Este tipo de elaboración ancestral está vinculado también a la existencia de diferentes salinas a lo largo de la costa mediterránea y, en Murcia concretamente las de Marchamalo, en el Mar Menor, o las de San Pedro del Pinatar en el Mayor, explotadas desde la época romana. Y a espaldas de grandes montañas blancas se ubica el restaurante Mar de Sal, frente a la playa de La Llana. Su propietario, Antonio Ballester, ofrece desde hace 10 años las consabidas y siempre apreciadas doradas y lubinas, pero también todo aquel pescado de cierta envergadura y con escamas que el cliente quiera pedir. Y además, gambas semienterradas en sal y otros mariscos. Más al sur, frente a la bocana de Cabo de Palos, de las cocinas de La Tana salen espléndidos salmonetes a la sal, lenguados de 700 gramos, además de las consabidas doradas y lubinas. Su gerente, Javier García Romero, explica que “hemos probado también con el dentón, pero nos parece que queda un poco seco; y desde luego, usamos una cama de sal para que el marisco repose sin que su carne toque la fuente de calor: gamba y quisquilla son productos muy demandados por los clientes”. García Romero precisa: “se trata de un sistema de cocción sumamente respetuoso con el producto que exige además pescado muy fresco y de calidad”.
Pero no solo de pescado vive el hombre. No es tan habitual, pero nos encontramos también referencias de piezas de carne cocinadas bajo un cofre de sal. El propio Raimundo González Frutos -la gran figura de la gastronomía murciana de todos los tiempos- refiere una de sus recetas de pollo así elaborado; y, por extensión, pavo a la sal. Pero hoy encontramos en Murcia un lugar donde podemos comer un magnífico solomillo de ternera a la sal. Michel Angelov, chef del restaurante La Fragua de Vulcano, cubre la pieza de ración con jamón serrano -a la manera de la piel escamada de un pescado- y luego cubre el conjunto con sal. Ocho minutos en un horno de brasas Josper a 300 grados y la carne está lista. O no: “después flambeamos el conjunto con coñac, con lo que eliminamos un exceso de notas ahumadas que provoca el Josper, y así matizamos los sabores”, aclara el chef. Una crema de micuit y unos toques de miel de caña completan este suculento plato. Pero es que esa misma técnica combinada -caparazón de sal y posterior flambeado- es la que usa también con los pescados. “De hecho, un ejemplar de 1 kilo con 16 minutos sale especialmente jugoso, porque el Josper es un horno totalmente seco”, precisa.
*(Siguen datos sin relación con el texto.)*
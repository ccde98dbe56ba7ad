pub mod engine;
pub mod error;
pub mod presenter;
pub mod provider;

pub use engine::{get_prayer_times, retrieve, Retrieval, Source};
pub use error::{ProviderError, TimingsError};
pub use provider::{AladhanClient, PrayerTimesProvider};
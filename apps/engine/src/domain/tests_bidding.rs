use crate::domain::bidding::{
    check_successor, is_legal_successor, legal_successors, minimum_bid, minimum_raise, Bid,
};
use crate::errors::domain::IllegalActionKind;

fn kind_of(current: Option<&Bid>, proposed: &Bid, total: u32) -> Option<IllegalActionKind> {
    check_successor(current, proposed, total, 2)
        .err()
        .and_then(|e| e.illegal_kind().cloned())
}

#[test]
fn opening_bid_accepts_any_in_range() {
    for quantity in 1..=10 {
        for face in 1..=6 {
            assert!(is_legal_successor(None, &Bid::new(0, quantity, face), 10, 2));
        }
    }
}

#[test]
fn opening_bid_rejects_out_of_range() {
    assert_eq!(
        kind_of(None, &Bid::new(0, 0, 3), 10),
        Some(IllegalActionKind::QuantityOutOfRange)
    );
    assert_eq!(
        kind_of(None, &Bid::new(0, 11, 3), 10),
        Some(IllegalActionKind::QuantityOutOfRange)
    );
    assert_eq!(
        kind_of(None, &Bid::new(0, 2, 0), 10),
        Some(IllegalActionKind::FaceOutOfRange)
    );
    assert_eq!(
        kind_of(None, &Bid::new(0, 2, 7), 10),
        Some(IllegalActionKind::FaceOutOfRange)
    );
}

#[test]
fn higher_quantity_any_face_is_legal() {
    let current = Bid::new(0, 3, 6);
    assert!(is_legal_successor(Some(&current), &Bid::new(1, 4, 1), 10, 2));
    assert!(is_legal_successor(Some(&current), &Bid::new(1, 4, 6), 10, 2));
}

#[test]
fn same_quantity_needs_higher_face() {
    let current = Bid::new(0, 3, 4);
    assert!(is_legal_successor(Some(&current), &Bid::new(1, 3, 5), 10, 2));
    assert_eq!(
        kind_of(Some(&current), &Bid::new(1, 3, 4), 10),
        Some(IllegalActionKind::BidNotHigher),
        "identical bid is illegal"
    );
    assert_eq!(
        kind_of(Some(&current), &Bid::new(1, 3, 3), 10),
        Some(IllegalActionKind::BidNotHigher),
        "same quantity lower face is illegal"
    );
}

#[test]
fn lower_quantity_is_illegal_even_with_higher_face() {
    let current = Bid::new(0, 3, 2);
    assert_eq!(
        kind_of(Some(&current), &Bid::new(1, 2, 6), 10),
        Some(IllegalActionKind::BidNotHigher)
    );
}

#[test]
fn bidding_needs_two_active_players() {
    assert!(!is_legal_successor(None, &Bid::new(0, 1, 1), 3, 1));
}

#[test]
fn minimum_raise_steps_face_then_quantity() {
    assert_eq!(minimum_raise(None, 2, 5), Some(minimum_bid(2)));
    assert_eq!(
        minimum_raise(Some(&Bid::new(0, 2, 3)), 1, 5),
        Some(Bid::new(1, 2, 4))
    );
    assert_eq!(
        minimum_raise(Some(&Bid::new(0, 2, 6)), 1, 5),
        Some(Bid::new(1, 3, 1))
    );
    assert_eq!(minimum_raise(Some(&Bid::new(0, 5, 6)), 1, 5), None);
}

#[test]
fn legal_successors_are_exactly_the_legal_bids() {
    let current = Bid::new(0, 2, 5);
    let successors = legal_successors(Some(&current), 1, 3);
    let expected: Vec<Bid> = [(2, 6), (3, 1), (3, 2), (3, 3), (3, 4), (3, 5), (3, 6)]
        .into_iter()
        .map(|(q, f)| Bid::new(1, q, f))
        .collect();
    assert_eq!(successors, expected);
    assert_eq!(legal_successors(None, 0, 2).len(), 12);
    assert!(legal_successors(Some(&Bid::new(0, 3, 6)), 1, 3).is_empty());
}
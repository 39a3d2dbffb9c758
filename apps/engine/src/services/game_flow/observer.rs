//! Per-turn and per-round notifications for logging, UIs and tests.
//!
//! Observers are informational only: they get shared references to events
//! and nothing they do can feed back into the game.

use std::sync::Arc;
use std::time::Duration;

use parking_lot::Mutex;
use serde::{Deserialize, Serialize};
use serde_with::{serde_as, DurationMilliSeconds};
use tracing::info;

use crate::domain::action::Action;
use crate::domain::bidding::Bid;
use crate::domain::dice::Hand;
use crate::domain::state::{ChallengeReport, PlayerId, StateSummary};
use crate::services::action_gate::DecisionSource;

/// One applied action and the table it left behind.
#[serde_as]
#[derive(Debug, Clone, PartialEq, Eq, Serialize, Deserialize)]
pub struct TurnEvent {
    pub player: PlayerId,
    pub action: Action,
    pub source: DecisionSource,
    pub attempts: u32,
    #[serde_as(as = "DurationMilliSeconds<u64>")]
    pub elapsed: Duration,
    pub summary: StateSummary,
}

/// A resolved challenge, with every hand revealed.
#[derive(Debug, Clone, PartialEq, Eq, Serialize, Deserialize)]
pub struct RoundEvent {
    pub round_no: u32,
    pub challenger: PlayerId,
    pub bid: Bid,
    pub actual_count: u32,
    pub bid_stands: bool,
    pub loser: PlayerId,
    pub eliminated: bool,
    pub revealed: Vec<Hand>,
}

impl From<&ChallengeReport> for RoundEvent {
    fn from(report: &ChallengeReport) -> Self {
        Self {
            round_no: report.round_no,
            challenger: report.challenger,
            bid: report.bid,
            actual_count: report.outcome.actual_count,
            bid_stands: report.outcome.bid_stands,
            loser: report.outcome.loser,
            eliminated: report.eliminated,
            revealed: report.revealed.clone(),
        }
    }
}

pub trait GameObserver: Send + Sync {
    fn on_turn(&self, event: &TurnEvent);

    fn on_round_resolved(&self, event: &RoundEvent);

    fn on_game_over(&self, _winner: Option<PlayerId>, _summary: &StateSummary) {}
}

/// Emits every event as a structured `info!` line.
#[derive(Debug, Default, Clone, Copy)]
pub struct TracingObserver;

impl GameObserver for TracingObserver {
    fn on_turn(&self, event: &TurnEvent) {
        info!(
            player = event.player,
            action = %event.action,
            source = ?event.source,
            attempts = event.attempts,
            elapsed_ms = event.elapsed.as_millis() as u64,
            round_no = event.summary.round_no,
            total_dice = event.summary.total_dice,
            "turn"
        );
    }

    fn on_round_resolved(&self, event: &RoundEvent) {
        info!(
            round_no = event.round_no,
            challenger = event.challenger,
            quantity = event.bid.quantity,
            face = event.bid.face,
            actual_count = event.actual_count,
            loser = event.loser,
            eliminated = event.eliminated,
            "round resolved"
        );
    }

    fn on_game_over(&self, winner: Option<PlayerId>, summary: &StateSummary) {
        info!(?winner, rounds = summary.round_no, "game over");
    }
}

#[derive(Debug, Default, Clone, PartialEq, Eq)]
pub struct Recording {
    pub turns: Vec<TurnEvent>,
    pub rounds: Vec<RoundEvent>,
    pub winner: Option<PlayerId>,
    pub finished: bool,
}

/// Keeps every event in memory. Clones share the same recording.
#[derive(Debug, Default, Clone)]
pub struct RecordingObserver {
    inner: Arc<Mutex<Recording>>,
}

impl RecordingObserver {
    pub fn new() -> Self {
        Self::default()
    }

    pub fn snapshot(&self) -> Recording {
        self.inner.lock().clone()
    }

    pub fn turns(&self) -> Vec<TurnEvent> {
        self.inner.lock().turns.clone()
    }

    pub fn rounds(&self) -> Vec<RoundEvent> {
        self.inner.lock().rounds.clone()
    }
}

impl GameObserver for RecordingObserver {
    fn on_turn(&self, event: &TurnEvent) {
        self.inner.lock().turns.push(event.clone());
    }

    fn on_round_resolved(&self, event: &RoundEvent) {
        self.inner.lock().rounds.push(event.clone());
    }

    fn on_game_over(&self, winner: Option<PlayerId>, _summary: &StateSummary) {
        let mut recording = self.inner.lock();
        recording.winner = winner;
        recording.finished = true;
    }
}
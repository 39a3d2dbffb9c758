//! Session configuration: table size, dice, wild ones, gate policy, seed.

use std::env;
use std::str::FromStr;
use std::time::Duration;

use serde::{Deserialize, Serialize};
use serde_json::Value as JsonValue;
use serde_with::{serde_as, DurationMilliSeconds};

use crate::domain::rules::{DEFAULT_HISTORY_WINDOW, DEFAULT_STARTING_DICE, MIN_PLAYERS};
use crate::domain::state::{PlayerId, TableSetup};
use crate::error::AppError;
use crate::errors::domain::DomainError;
use crate::services::action_gate::{
    ActionGate, RetryPolicy, DEFAULT_MAX_ATTEMPTS, DEFAULT_TIME_BUDGET,
};

/// Everything needed to start a game.
///
/// Deserializes from partial JSON; missing fields take their defaults.
///
/// ```json
/// {"num_players": 4, "wild_ones": true, "time_budget": 2000, "seed": 7}
/// ```
#[serde_as]
#[derive(Debug, Clone, PartialEq, Eq, Serialize, Deserialize)]
#[serde(default)]
pub struct SessionConfig {
    pub num_players: usize,
    pub starting_dice: u32,
    pub wild_ones: bool,
    /// Per-attempt provider budget, milliseconds on the wire.
    #[serde_as(as = "DurationMilliSeconds<u64>")]
    pub time_budget: Duration,
    pub max_attempts: u32,
    /// Recent history events included in each player view.
    pub history_window: usize,
    /// Seat that opens round 1; seeded random when unset.
    pub opening_player: Option<PlayerId>,
    /// Game seed; OS entropy when unset.
    pub seed: Option<u64>,
}

impl Default for SessionConfig {
    fn default() -> Self {
        Self {
            num_players: MIN_PLAYERS,
            starting_dice: DEFAULT_STARTING_DICE,
            wild_ones: false,
            time_budget: DEFAULT_TIME_BUDGET,
            max_attempts: DEFAULT_MAX_ATTEMPTS,
            history_window: DEFAULT_HISTORY_WINDOW,
            opening_player: None,
            seed: None,
        }
    }
}

impl SessionConfig {
    pub fn validate(&self) -> Result<(), DomainError> {
        if self.num_players < MIN_PLAYERS {
            return Err(DomainError::invalid_config(format!(
                "num_players must be >= {MIN_PLAYERS}, got {}",
                self.num_players
            )));
        }
        if self.starting_dice == 0 {
            return Err(DomainError::invalid_config("starting_dice must be >= 1"));
        }
        if self.time_budget.is_zero() {
            return Err(DomainError::invalid_config("time_budget must be > 0"));
        }
        if self.max_attempts == 0 {
            return Err(DomainError::invalid_config("max_attempts must be >= 1"));
        }
        if let Some(opener) = self.opening_player {
            if opener >= self.num_players {
                return Err(DomainError::invalid_config(format!(
                    "opening_player {opener} must be < num_players ({})",
                    self.num_players
                )));
            }
        }
        Ok(())
    }

    /// Parse and validate a JSON config.
    pub fn from_json(value: &JsonValue) -> Result<Self, AppError> {
        let config: Self = serde_json::from_value(value.clone())
            .map_err(|e| AppError::config(format!("invalid session config: {e}")))?;
        config.validate()?;
        Ok(config)
    }

    /// Build from `DICE_*` environment variables over the defaults.
    ///
    /// Unset variables keep their default; unparsable values are errors.
    pub fn from_env() -> Result<Self, AppError> {
        Self::from_lookup(|name| env::var(name).ok())
    }

    fn from_lookup(lookup: impl Fn(&str) -> Option<String>) -> Result<Self, AppError> {
        let mut config = Self::default();
        if let Some(v) = parsed(&lookup, "DICE_PLAYERS")? {
            config.num_players = v;
        }
        if let Some(v) = parsed(&lookup, "DICE_STARTING_DICE")? {
            config.starting_dice = v;
        }
        if let Some(v) = parsed(&lookup, "DICE_WILD_ONES")? {
            config.wild_ones = v;
        }
        if let Some(ms) = parsed::<u64>(&lookup, "DICE_TIME_BUDGET_MS")? {
            config.time_budget = Duration::from_millis(ms);
        }
        if let Some(v) = parsed(&lookup, "DICE_MAX_ATTEMPTS")? {
            config.max_attempts = v;
        }
        if let Some(v) = parsed(&lookup, "DICE_SEED")? {
            config.seed = Some(v);
        }
        config.validate()?;
        Ok(config)
    }

    /// Resolve the table parameters, drawing a seed if none is configured.
    pub fn table_setup(&self) -> TableSetup {
        TableSetup {
            num_players: self.num_players,
            starting_dice: self.starting_dice,
            wild_ones: self.wild_ones,
            history_window: self.history_window,
            opening_player: self.opening_player,
            seed: self.seed.unwrap_or_else(rand::random),
        }
    }

    pub fn gate_policy(&self) -> ActionGate {
        ActionGate::new(self.time_budget, RetryPolicy::new(self.max_attempts))
    }
}

fn parsed<T>(lookup: &impl Fn(&str) -> Option<String>, name: &str) -> Result<Option<T>, AppError>
where
    T: FromStr,
    T::Err: std::fmt::Display,
{
    match lookup(name) {
        None => Ok(None),
        Some(raw) => raw
            .trim()
            .parse()
            .map(Some)
            .map_err(|e| AppError::config(format!("{name}={raw:?} is not valid: {e}"))),
    }
}
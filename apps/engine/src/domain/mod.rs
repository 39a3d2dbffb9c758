//! Domain layer: pure game logic types and helpers.

pub mod action;
pub mod action_parsing;
pub mod bidding;
pub mod challenge;
pub mod dice;
pub mod history;
pub mod player_view;
pub mod rules;
pub mod seed_derivation;
pub mod state;

#[cfg(test)]
mod test_gens;
#[cfg(test)]
mod test_prelude;
#[cfg(test)]
pub(crate) mod test_state_helpers;
#[cfg(test)]
mod tests_bidding;
#[cfg(test)]
mod tests_player_view;
#[cfg(test)]
mod tests_props_round;
#[cfg(test)]
mod tests_round_state;

// Re-exports for ergonomics
pub use action::Action;
pub use bidding::{is_legal_successor, Bid};
pub use challenge::{resolve, ChallengeOutcome};
pub use dice::{roll_hands, total_dice_in_play, Face, Hand};
pub use history::HistoryEvent;
pub use player_view::PlayerView;
pub use state::{ChallengeReport, Phase, PlayerId, RoundState, StateSummary, TableSetup};
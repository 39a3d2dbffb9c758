//! Engine test support utilities
//!
//! Scripted and misbehaving decision providers for integration tests, plus
//! the shared logging initialization.

pub mod logging;
pub mod providers;

pub use providers::{BlockingProvider, CallLog, FailingProvider, ScriptedProvider, SlowProvider};
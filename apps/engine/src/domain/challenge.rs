//! Challenge resolution: reveal every hand and decide who loses a die.

use serde::{Deserialize, Serialize};

use crate::domain::bidding::Bid;
use crate::domain::dice::{count_matching, Hand};
use crate::domain::state::PlayerId;

/// Result of revealing the hands against the bid under challenge.
#[derive(Debug, Clone, Copy, PartialEq, Eq, Serialize, Deserialize)]
pub struct ChallengeOutcome {
    /// Dice across all hands matching the bid face (ones included when wild).
    pub actual_count: u32,
    /// True when `actual_count >= bid.quantity`.
    pub bid_stands: bool,
    /// Challenger if the bid stands, otherwise the bidder.
    pub loser: PlayerId,
}

/// Resolve a challenge by `challenger` against `bid`.
///
/// `hands` holds one hand per seat; eliminated seats hold empty hands and so
/// contribute nothing. Deterministic given the hands.
pub fn resolve(
    bid: &Bid,
    challenger: PlayerId,
    hands: &[Hand],
    wild_ones: bool,
) -> ChallengeOutcome {
    let actual_count = hands
        .iter()
        .map(|hand| count_matching(hand, bid.face, wild_ones))
        .sum::<u32>();
    let bid_stands = actual_count >= bid.quantity;
    let loser = if bid_stands { challenger } else { bid.player };
    ChallengeOutcome {
        actual_count,
        bid_stands,
        loser,
    }
}
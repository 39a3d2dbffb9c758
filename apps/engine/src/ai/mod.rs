//! Decision providers - the untrusted side of every turn.
//!
//! This module provides:
//! - the `DecisionProvider` trait and the types crossing the gate
//! - RandomPlayer: random legal moves (seedable for tests)
//! - Heuristic: deterministic expected-count play
//! - Chaos: deliberately unreliable, for exercising the gate
//! - a static registry for looking providers up by name

mod chaos;
mod config;
mod heuristic;
mod random;
pub mod registry;
mod trait_def;

use std::sync::Arc;

pub use chaos::Chaos;
pub use config::AiConfig;
pub use heuristic::Heuristic;
pub use random::RandomPlayer;
pub use registry::{by_name, registered_providers, AiFactory};
pub use trait_def::{AiError, Candidate, DecisionProvider, RejectReason, Rejection};

/// Create a provider by registered name with the given config.
///
/// Returns `None` if the name is unrecognized.
pub fn create_provider(name: &str, config: &AiConfig) -> Option<Arc<dyn DecisionProvider>> {
    by_name(name).map(|factory| (factory.make)(config))
}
La sal era usada en el Imperio Romano como moneda de pago a las legiones. Se les retribuía a los soldados con sal, que equivalía a su peso en oro. La palabra ‘salario’ tiene precisamente, ese origen. Hoy sigue teniendo un gran valor, al menos gastronómico, siendo el condimento más usado. Y la cocina a la sal, tan propia de nuestras costas, es la mejor expresión de esa importancia.